Given entries:
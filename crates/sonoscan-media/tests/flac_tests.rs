//! Integration tests for FLAC parsing and frame seeking.

mod common;

use common::FlacFixture;
use sonoscan_common::AudioFormat;
use sonoscan_media::flac::{FlacFile, SeekPoint};
use sonoscan_media::{find_frame, scan, Error, FramePosition, ScanOptions};
use std::io::Cursor;

fn parse(bytes: &[u8]) -> FlacFile {
    FlacFile::parse(Cursor::new(bytes.to_vec()), &ScanOptions::default()).unwrap()
}

#[test]
fn test_scan_streaminfo_layout() {
    let built = FlacFixture::default().build();
    let result = scan(Cursor::new(built.bytes.clone()), &ScanOptions::default()).unwrap();

    assert_eq!(result.format, AudioFormat::Flac);
    let layout = &result.layout;
    assert_eq!(layout.sample_rate, Some(44_100));
    assert_eq!(layout.channel_count, Some(2));
    assert_eq!(layout.bits_per_sample, Some(16));
    assert_eq!(layout.total_samples, Some(1_323_000));
    assert_eq!(layout.duration_ms, Some(30_000));
    assert_eq!(layout.audio_start_offset, built.audio_start);

    let audio_bytes = built.bytes.len() as u64 - built.audio_start;
    assert_eq!(layout.audio_byte_size, audio_bytes);
    assert_eq!(layout.bitrate, Some((audio_bytes * 8000 / 30_000) as u32));

    assert_eq!(result.tags["TITLE"].as_text(), Some("Fixture"));
    assert_eq!(result.tags["ARTIST"].as_list().map(|l| l.len()), Some(2));
    assert_eq!(result.tags["VENDOR"].as_text(), Some("reference libFLAC 1.4.3"));
    assert_eq!(result.info["maximum_blocksize"].as_integer(), Some(4096));
    assert_eq!(result.info["md5"].as_text(), Some("5a".repeat(16).as_str()));
    assert_eq!(result.info["seek_points"].as_integer(), Some(11));
}

#[test]
fn test_seek_points_confirm_against_frames() {
    let built = FlacFixture::default().build();
    let file = parse(&built.bytes);
    let checked = file.verify_seek_points(Cursor::new(built.bytes)).unwrap();
    assert_eq!(checked.len(), 11);
    assert!(checked.iter().all(|(_, confirmed)| *confirmed));
}

#[test]
fn test_seek_midpoint_with_seektable() {
    let built = FlacFixture::default().build();
    let file = parse(&built.bytes);

    let position = file.seek_sample(Cursor::new(built.bytes.clone()), 661_500).unwrap();
    assert!(position.sample <= 661_500);
    assert!(661_500 - position.sample < 4096);
    assert_eq!(position.byte_offset, built.frames[161].1);
}

#[test]
fn test_seek_midpoint_by_bisection() {
    let fixture = FlacFixture {
        seek_every: None,
        ..Default::default()
    };
    let built = fixture.build();
    let file = parse(&built.bytes);
    assert!(file.seek_points.is_empty());

    let position = file.seek_sample(Cursor::new(built.bytes.clone()), 661_500).unwrap();
    assert_eq!(
        position,
        FramePosition {
            byte_offset: built.frames[161].1,
            sample: 161 * 4096,
        }
    );
}

#[test]
fn test_stale_seek_points_fall_back_to_bisection() {
    let fixture = FlacFixture {
        seek_skew: 3,
        ..Default::default()
    };
    let built = fixture.build();
    let file = parse(&built.bytes);
    let checked = file.verify_seek_points(Cursor::new(built.bytes.clone())).unwrap();
    assert!(checked.iter().all(|(_, confirmed)| !*confirmed));

    let position = file.seek_sample(Cursor::new(built.bytes.clone()), 661_500).unwrap();
    assert_eq!(position.byte_offset, built.frames[161].1);
}

#[test]
fn test_stale_upper_seek_point_does_not_bound_the_search() {
    let built = FlacFixture::default().build();
    let mut file = parse(&built.bytes);
    // the second point claims sample 819200 but sits on frame 10
    file.seek_points = vec![
        SeekPoint {
            sample_number: 0,
            stream_offset: 0,
            frame_samples: 4096,
        },
        SeekPoint {
            sample_number: 200 * 4096,
            stream_offset: built.frames[10].1 - built.audio_start,
            frame_samples: 4096,
        },
    ];

    let position = file.seek_sample(Cursor::new(built.bytes.clone()), 661_500).unwrap();
    assert_eq!(
        position,
        FramePosition {
            byte_offset: built.frames[161].1,
            sample: 161 * 4096,
        }
    );
}

#[test]
fn test_seek_point_offset_past_u64_is_ignored() {
    let built = FlacFixture::default().build();
    let mut file = parse(&built.bytes);
    file.seek_points = vec![SeekPoint {
        sample_number: 160 * 4096,
        stream_offset: u64::MAX - 5,
        frame_samples: 4096,
    }];

    let checked = file.verify_seek_points(Cursor::new(built.bytes.clone())).unwrap();
    assert_eq!(checked.len(), 1);
    assert!(!checked[0].1);

    let position = file.seek_sample(Cursor::new(built.bytes.clone()), 661_500).unwrap();
    assert_eq!(position.byte_offset, built.frames[161].1);

    // the same point as the upper bound of a confirmed one
    file.seek_points.insert(
        0,
        SeekPoint {
            sample_number: 100 * 4096,
            stream_offset: built.frames[100].1 - built.audio_start,
            frame_samples: 4096,
        },
    );
    file.seek_points[1].sample_number = 170 * 4096;
    let position = file.seek_sample(Cursor::new(built.bytes), 661_500).unwrap();
    assert_eq!(position.byte_offset, built.frames[161].1);
}

#[test]
fn test_first_sample_is_audio_start() {
    for seek_every in [Some(32), None] {
        let fixture = FlacFixture {
            seek_every,
            ..Default::default()
        };
        let built = fixture.build();
        let file = parse(&built.bytes);
        let position = file.seek_sample(Cursor::new(built.bytes), 0).unwrap();
        assert_eq!(position.sample, 0);
        assert_eq!(position.byte_offset, file.audio_start);
    }
}

#[test]
fn test_last_sample_lands_in_last_frame() {
    let built = FlacFixture::default().build();
    let file = parse(&built.bytes);
    let position = file
        .seek_sample(Cursor::new(built.bytes.clone()), 1_322_999)
        .unwrap();
    let (first, offset) = *built.frames.last().unwrap();
    assert_eq!(position.sample, first);
    assert_eq!(position.byte_offset, offset);
}

#[test]
fn test_seek_to_total_samples_is_out_of_range() {
    let built = FlacFixture::default().build();
    let file = parse(&built.bytes);
    let err = file
        .seek_sample(Cursor::new(built.bytes), 1_323_000)
        .unwrap_err();
    assert!(matches!(
        err,
        Error::SeekOutOfRange {
            target: 1_323_000,
            limit: 1_323_000
        }
    ));
}

#[test]
fn test_find_frame_by_time() {
    let built = FlacFixture::default().build();
    let position = find_frame(Cursor::new(built.bytes.clone()), 15_000, &ScanOptions::default())
        .unwrap();
    assert_eq!(position.sample, 161 * 4096);
    assert_eq!(position.byte_offset, built.frames[161].1);
}

#[test]
fn test_no_frames_is_unseekable() {
    let fixture = FlacFixture {
        seek_every: None,
        ..Default::default()
    };
    let built = fixture.build();
    let metadata_only = &built.bytes[..built.audio_start as usize];
    let file = parse(metadata_only);
    let err = file
        .seek_sample(Cursor::new(metadata_only.to_vec()), 1000)
        .unwrap_err();
    assert!(matches!(err, Error::UnseekableStream(_)));
}

#[test]
fn test_leading_id3_tag() {
    let fixture = FlacFixture {
        id3_prefix: true,
        ..Default::default()
    };
    let built = fixture.build();
    let result = scan(Cursor::new(built.bytes.clone()), &ScanOptions::default()).unwrap();
    assert_eq!(result.format, AudioFormat::Flac);
    assert_eq!(result.info["id3_version"].as_text(), Some("ID3v2.4.0"));
    assert_eq!(result.layout.audio_start_offset, built.audio_start);

    let file = parse(&built.bytes);
    let position = file.seek_sample(Cursor::new(built.bytes), 0).unwrap();
    assert_eq!(position.byte_offset, built.audio_start);
}

#[test]
fn test_missing_marker() {
    let mut bytes = FlacFixture::default().build().bytes;
    bytes[0] = b'X';
    let err = FlacFile::parse(Cursor::new(bytes), &ScanOptions::default()).unwrap_err();
    assert!(matches!(err, Error::MalformedContainer(_)));
}

#[test]
fn test_missing_streaminfo() {
    let mut bytes = b"fLaC".to_vec();
    bytes.extend_from_slice(&[0x81, 0, 0, 4, 0, 0, 0, 0]);
    let err = FlacFile::parse(Cursor::new(bytes), &ScanOptions::default()).unwrap_err();
    assert!(matches!(err, Error::MalformedContainer(_)));
}

#[test]
fn test_block_longer_than_file() {
    let mut bytes = b"fLaC".to_vec();
    bytes.extend_from_slice(&[0x80, 0, 0, 34]);
    bytes.extend_from_slice(&[0; 10]);
    let err = FlacFile::parse(Cursor::new(bytes), &ScanOptions::default()).unwrap_err();
    assert!(matches!(err, Error::MalformedContainer(_)));
}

Problem to solve: A single number is the whole answer: the tally of lines above that contain "confirmed".

Task result: 3